Unlike a symphony orchestra or a string quartet there seems to be no standard on how the piano is oriented in recordings.

Many recordings (e.g. the RR Nojima Liszt) assume the "pianist view" orientation with the left hand on the left and the right on the right.

While others (e.g. the John Marks Records Delmoni/Funahashi Brahms violin sonata) have the pianist behind the soloist and our orientation is from 6' in front of the soloist with the left hand/bass notes on the right [btw I see this super collectible and super desirable CD has been reissued by ArkivMusic -- you should all buy it ASAP!]

Both of these make sense in their own contexts but I wondered if others had a preference one way or another, or if you care at all :-)

128x128folkfreak

Showing 1 response by ivan_nosnibor

I suppose I’ve not really thought about it all that much before for some reason, although generally I do like piano arranged width-wise where you can get the sense of the length of the instrument usually, as long as that does not overwhelm the presence of the other main instruments. But, about the only mic position I’ve heard that I dislike is when they put the mic inside the piano...typically results in a grotesquely larger than life piano sound IME and destroys the natural sense of scale and perspective associated with the instrument.
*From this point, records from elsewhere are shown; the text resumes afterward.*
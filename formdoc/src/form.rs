//! Renderer state for editable, grouped field lists.
//!
//! [`FormState`] is an immutable snapshot: every edit returns a new state
//! and leaves the previous one intact, so a presentation layer can hold the
//! old snapshot while deciding what to re-render. [`FormSession`] pairs a
//! state with a change listener for callers that want the full updated
//! field sequence pushed to them after each edit.
//!
//! Neither type serializes concurrent edits; callers must apply changes one
//! at a time, in event order, feeding each returned state into the next
//! edit.

use log::warn;
use serde_json::Value;

use crate::data::Document;
use crate::data::field::FieldDescriptor;
use crate::error::FormError;

/// Immutable snapshot of an editable field list.
#[derive(Debug, Clone, PartialEq)]
pub struct FormState {
    fields: Vec<FieldDescriptor>,
}

/// One display group: the group name plus its members in original order.
#[derive(Debug, PartialEq)]
pub struct FieldGroup<'a> {
    /// Shared `group` key of the members.
    pub name: &'a str,
    /// Member fields, keeping their relative order from the field list.
    pub fields: Vec<&'a FieldDescriptor>,
}

impl FormState {
    /// Store the given fields as current state, in the order received.
    pub fn new(fields: Vec<FieldDescriptor>) -> Self {
        Self { fields }
    }

    /// The full field sequence in its original order.
    pub fn fields(&self) -> &[FieldDescriptor] {
        &self.fields
    }

    /// Look up a field by name.
    pub fn field(&self, name: &str) -> Option<&FieldDescriptor> {
        self.fields.iter().find(|f| f.name == name)
    }

    /// Cluster fields by their `group` key.
    ///
    /// Groups appear in first-seen order of `group` values and members keep
    /// their relative order, so the same input order always produces the
    /// same output.
    pub fn grouped(&self) -> Vec<FieldGroup<'_>> {
        let mut groups: Vec<FieldGroup<'_>> = Vec::new();
        for field in &self.fields {
            match groups.iter_mut().find(|g| g.name == field.group) {
                Some(group) => group.fields.push(field),
                None => groups.push(FieldGroup {
                    name: &field.group,
                    fields: vec![field],
                }),
            }
        }
        groups
    }

    /// Return a new state with the named field set to `value`.
    ///
    /// The value is normalized for the field's kind before storing; all
    /// other fields pass through unchanged.
    ///
    /// # Errors
    ///
    /// Returns [`FormError::FieldNotFound`] when no field has that name,
    /// or [`FormError::TypeMismatch`] when the value cannot be normalized.
    pub fn set_value(&self, name: &str, value: Value) -> Result<FormState, FormError> {
        let idx = self
            .fields
            .iter()
            .position(|f| f.name == name)
            .ok_or_else(|| FormError::FieldNotFound {
                name: name.to_string(),
            })?;
        let normalized = self.fields[idx].normalize(value)?;
        let mut fields = self.fields.clone();
        fields[idx].value = normalized;
        Ok(FormState::new(fields))
    }

    /// Permissive variant of [`FormState::set_value`].
    ///
    /// An unknown name or unusable value is a logged no-op returning an
    /// equivalent state, matching editors that must never fail on input.
    pub fn apply_change(&self, name: &str, value: Value) -> FormState {
        match self.set_value(name, value) {
            Ok(next) => next,
            Err(e) => {
                warn!("ignoring edit of {name:?}: {e}");
                self.clone()
            }
        }
    }
}

impl From<Document> for FormState {
    fn from(doc: Document) -> Self {
        Self::new(doc.into_fields())
    }
}

/// Callback invoked with the full field sequence after every change.
pub type ChangeListener = Box<dyn FnMut(&[FieldDescriptor])>;

/// A form state plus a change listener, driving one editing session.
pub struct FormSession {
    state: FormState,
    on_change: Option<ChangeListener>,
}

impl FormSession {
    /// Start a session over the given state.
    pub fn new(state: FormState) -> Self {
        Self {
            state,
            on_change: None,
        }
    }

    /// Register the listener notified synchronously after each change.
    pub fn on_change(mut self, listener: ChangeListener) -> Self {
        self.on_change = Some(listener);
        self
    }

    /// The current state snapshot.
    pub fn state(&self) -> &FormState {
        &self.state
    }

    /// Apply one edit and notify the listener before returning.
    ///
    /// # Errors
    ///
    /// Propagates [`FormState::set_value`] errors; the listener is not
    /// invoked and the state does not change on failure.
    pub fn handle_change(&mut self, name: &str, value: Value) -> Result<(), FormError> {
        self.state = self.state.set_value(name, value)?;
        if let Some(listener) = self.on_change.as_mut() {
            listener(self.state.fields());
        }
        Ok(())
    }
}
//! AI document analysis client.
//!
//! Posts a prompt and a file reference to the configured endpoint and
//! returns the response body. Retry and backoff are left to the caller.

use std::time::Duration;

use anyhow::Context;
use serde::Serialize;
use serde_json::Value;

use crate::config::AppConfig;

#[derive(Debug, Serialize)]
struct AnalyzeRequest<'a> {
    prompt: &'a str,
    file: &'a str,
}

/// HTTP client for the AI analysis endpoint.
pub struct AiClient {
    endpoint: String,
    client: reqwest::Client,
}

impl AiClient {
    /// Build a client from application configuration.
    ///
    /// # Errors
    ///
    /// Returns an error if the underlying HTTP client cannot be created.
    pub fn new(config: &AppConfig) -> anyhow::Result<Self> {
        let client = reqwest::Client::builder()
            .timeout(Duration::from_secs(config.timeout_secs))
            .build()
            .context("failed to create HTTP client")?;
        Ok(Self {
            endpoint: config.endpoint.clone(),
            client,
        })
    }

    /// Submit a file reference with a prompt and return the response body.
    ///
    /// # Errors
    ///
    /// Returns an error on transport failure, a non-success status, or an
    /// unparseable response body.
    pub async fn analyze(&self, prompt: &str, file: &str) -> anyhow::Result<Value> {
        debug!("posting analysis request to {}", self.endpoint);

        let response = self
            .client
            .post(&self.endpoint)
            .json(&AnalyzeRequest { prompt, file })
            .send()
            .await
            .with_context(|| format!("failed to post to {}", self.endpoint))?;

        if !response.status().is_success() {
            anyhow::bail!("HTTP error {}: {}", response.status(), self.endpoint);
        }

        let body = response
            .json()
            .await
            .context("failed to read response body")?;
        Ok(body)
    }
}

#[cfg(test)]
mod tests {
    use super::*;
    use serde_json::json;

    #[test]
    fn test_request_body_shape() {
        let request = AnalyzeRequest {
            prompt: "extract fields",
            file: "https://files.example/scan.jpg",
        };
        assert_eq!(
            serde_json::to_value(&request).unwrap(),
            json!({
                "prompt": "extract fields",
                "file": "https://files.example/scan.jpg"
            })
        );
    }

    #[test]
    fn test_client_from_config() {
        let client = AiClient::new(&AppConfig::default()).unwrap();
        assert_eq!(client.endpoint, AppConfig::default().endpoint);
    }
}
But once in a while, you find engineers who should know better than to do this who find themselves forced to for other considerations. Sometimes a young ’rising star’ of a classical pianist will come out of nowhere, as it were (self-taught), who manages to make the scene in the classical recording world. The only problem is that since they learned their skills at home or away from professional piano instructors, they seem to pick up a rather bad habit along the way - that is, they hum while they are playing. And this ain’t no 60-Hz hum, if you know what I mean. And they usually hum quite loudly and throughout the entirety of everything they play! So ingrained is the habit that they seem unable to play in silence. So the engineers resort to the only trick to cover that up that they know - with the piano lid closed. I have at least one or two examples of that and underneath the performance you can still plainly hear them humming away.